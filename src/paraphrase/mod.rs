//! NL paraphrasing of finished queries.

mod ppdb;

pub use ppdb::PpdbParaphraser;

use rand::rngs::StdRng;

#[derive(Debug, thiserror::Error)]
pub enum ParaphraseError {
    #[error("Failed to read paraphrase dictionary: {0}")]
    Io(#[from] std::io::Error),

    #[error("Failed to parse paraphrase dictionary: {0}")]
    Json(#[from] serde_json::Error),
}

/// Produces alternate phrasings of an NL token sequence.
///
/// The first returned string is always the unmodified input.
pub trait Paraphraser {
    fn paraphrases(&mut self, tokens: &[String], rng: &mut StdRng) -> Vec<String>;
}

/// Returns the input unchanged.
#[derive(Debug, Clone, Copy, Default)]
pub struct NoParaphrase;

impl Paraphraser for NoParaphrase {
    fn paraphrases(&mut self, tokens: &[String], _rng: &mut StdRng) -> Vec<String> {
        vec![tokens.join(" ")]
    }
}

+-------+

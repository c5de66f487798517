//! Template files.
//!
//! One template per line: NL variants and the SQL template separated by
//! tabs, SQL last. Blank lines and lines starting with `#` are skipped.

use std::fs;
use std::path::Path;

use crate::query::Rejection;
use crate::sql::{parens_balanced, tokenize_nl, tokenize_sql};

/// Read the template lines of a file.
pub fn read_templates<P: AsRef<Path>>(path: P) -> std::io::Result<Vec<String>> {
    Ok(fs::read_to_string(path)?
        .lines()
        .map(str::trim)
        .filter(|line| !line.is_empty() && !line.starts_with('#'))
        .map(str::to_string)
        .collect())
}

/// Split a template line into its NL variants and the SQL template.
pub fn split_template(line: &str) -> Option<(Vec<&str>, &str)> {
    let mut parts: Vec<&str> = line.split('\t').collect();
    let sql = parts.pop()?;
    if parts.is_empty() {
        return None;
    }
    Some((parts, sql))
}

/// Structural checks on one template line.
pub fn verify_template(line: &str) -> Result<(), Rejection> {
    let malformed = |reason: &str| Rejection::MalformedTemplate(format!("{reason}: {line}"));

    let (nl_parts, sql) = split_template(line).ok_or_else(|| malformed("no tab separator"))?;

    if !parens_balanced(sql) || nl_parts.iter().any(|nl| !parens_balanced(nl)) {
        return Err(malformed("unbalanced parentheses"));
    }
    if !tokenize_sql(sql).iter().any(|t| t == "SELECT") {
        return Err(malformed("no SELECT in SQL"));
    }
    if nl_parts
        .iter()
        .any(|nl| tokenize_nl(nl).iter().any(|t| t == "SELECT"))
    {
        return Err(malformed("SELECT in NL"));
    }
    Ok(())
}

+-------+

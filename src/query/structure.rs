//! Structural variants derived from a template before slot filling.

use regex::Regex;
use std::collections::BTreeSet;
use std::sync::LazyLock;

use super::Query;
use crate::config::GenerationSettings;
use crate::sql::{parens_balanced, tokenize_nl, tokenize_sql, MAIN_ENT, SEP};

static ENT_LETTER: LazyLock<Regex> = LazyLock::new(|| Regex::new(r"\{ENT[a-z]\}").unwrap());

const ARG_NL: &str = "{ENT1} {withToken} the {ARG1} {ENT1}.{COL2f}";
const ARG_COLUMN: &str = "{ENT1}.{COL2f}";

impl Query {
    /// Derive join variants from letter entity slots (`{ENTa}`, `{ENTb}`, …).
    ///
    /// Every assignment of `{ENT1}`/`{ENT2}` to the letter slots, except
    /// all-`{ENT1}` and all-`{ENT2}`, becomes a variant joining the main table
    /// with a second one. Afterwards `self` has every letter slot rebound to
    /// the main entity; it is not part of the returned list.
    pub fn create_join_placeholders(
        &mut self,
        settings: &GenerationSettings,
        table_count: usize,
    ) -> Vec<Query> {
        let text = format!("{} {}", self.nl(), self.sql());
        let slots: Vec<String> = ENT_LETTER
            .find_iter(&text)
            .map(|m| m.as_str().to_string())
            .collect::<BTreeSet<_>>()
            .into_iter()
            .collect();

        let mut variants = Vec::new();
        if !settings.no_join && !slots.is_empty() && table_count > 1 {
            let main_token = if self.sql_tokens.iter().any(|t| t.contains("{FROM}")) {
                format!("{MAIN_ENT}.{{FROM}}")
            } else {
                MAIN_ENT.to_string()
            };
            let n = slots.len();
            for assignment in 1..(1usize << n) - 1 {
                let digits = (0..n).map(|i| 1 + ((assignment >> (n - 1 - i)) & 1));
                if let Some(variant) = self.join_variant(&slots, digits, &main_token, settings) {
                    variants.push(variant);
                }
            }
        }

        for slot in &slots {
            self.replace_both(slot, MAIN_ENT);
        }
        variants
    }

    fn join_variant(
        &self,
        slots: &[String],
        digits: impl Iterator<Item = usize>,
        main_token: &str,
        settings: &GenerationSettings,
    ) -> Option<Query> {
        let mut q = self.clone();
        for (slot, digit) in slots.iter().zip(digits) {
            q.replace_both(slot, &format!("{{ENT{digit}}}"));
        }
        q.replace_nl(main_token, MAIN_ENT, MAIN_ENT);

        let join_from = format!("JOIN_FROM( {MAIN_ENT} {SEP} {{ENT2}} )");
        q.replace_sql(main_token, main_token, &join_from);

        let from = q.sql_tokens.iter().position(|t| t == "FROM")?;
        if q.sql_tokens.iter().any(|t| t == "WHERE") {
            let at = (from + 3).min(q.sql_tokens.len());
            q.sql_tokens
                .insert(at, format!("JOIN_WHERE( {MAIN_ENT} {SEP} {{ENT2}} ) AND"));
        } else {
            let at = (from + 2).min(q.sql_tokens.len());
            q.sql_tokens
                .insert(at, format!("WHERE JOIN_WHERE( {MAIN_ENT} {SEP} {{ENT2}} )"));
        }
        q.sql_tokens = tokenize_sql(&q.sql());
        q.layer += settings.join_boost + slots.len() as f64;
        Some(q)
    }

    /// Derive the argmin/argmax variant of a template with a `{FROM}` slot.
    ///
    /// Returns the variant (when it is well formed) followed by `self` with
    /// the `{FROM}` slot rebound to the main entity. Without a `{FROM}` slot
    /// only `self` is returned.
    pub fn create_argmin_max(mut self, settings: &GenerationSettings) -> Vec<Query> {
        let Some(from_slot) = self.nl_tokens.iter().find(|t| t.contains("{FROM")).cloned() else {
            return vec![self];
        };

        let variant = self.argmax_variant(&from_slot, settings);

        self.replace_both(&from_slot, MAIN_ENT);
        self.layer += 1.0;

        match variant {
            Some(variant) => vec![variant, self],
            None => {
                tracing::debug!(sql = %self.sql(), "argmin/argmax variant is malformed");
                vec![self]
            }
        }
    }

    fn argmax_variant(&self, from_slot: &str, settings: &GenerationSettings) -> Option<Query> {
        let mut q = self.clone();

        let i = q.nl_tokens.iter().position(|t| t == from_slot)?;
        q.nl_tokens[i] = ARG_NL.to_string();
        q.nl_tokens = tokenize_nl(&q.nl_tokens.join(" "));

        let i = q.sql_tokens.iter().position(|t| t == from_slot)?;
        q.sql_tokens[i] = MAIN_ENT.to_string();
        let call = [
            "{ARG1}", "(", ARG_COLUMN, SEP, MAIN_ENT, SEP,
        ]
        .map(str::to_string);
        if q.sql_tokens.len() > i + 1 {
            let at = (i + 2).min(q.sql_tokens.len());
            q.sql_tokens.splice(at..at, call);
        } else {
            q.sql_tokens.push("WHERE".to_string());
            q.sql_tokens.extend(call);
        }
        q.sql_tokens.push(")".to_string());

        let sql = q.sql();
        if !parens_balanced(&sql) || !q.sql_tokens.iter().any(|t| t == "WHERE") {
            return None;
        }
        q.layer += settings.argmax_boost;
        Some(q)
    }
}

+-------+

### Problem statement
Search the listing above for the lines with "Returns the variant" and "self.layer += 1.0;", then output those lines and all lines between them exactly.

### Task output
    /// Returns the variant (when it is well formed) followed by `self` with
    /// the `{FROM}` slot rebound to the main entity. Without a `{FROM}` slot
    /// only `self` is returned.
    pub fn create_argmin_max(mut self, settings: &GenerationSettings) -> Vec<Query> {
        let Some(from_slot) = self.nl_tokens.iter().find(|t| t.contains("{FROM")).cloned() else {
            return vec![self];
        };

        let variant = self.argmax_variant(&from_slot, settings);

        self.replace_both(&from_slot, MAIN_ENT);
        self.layer += 1.0;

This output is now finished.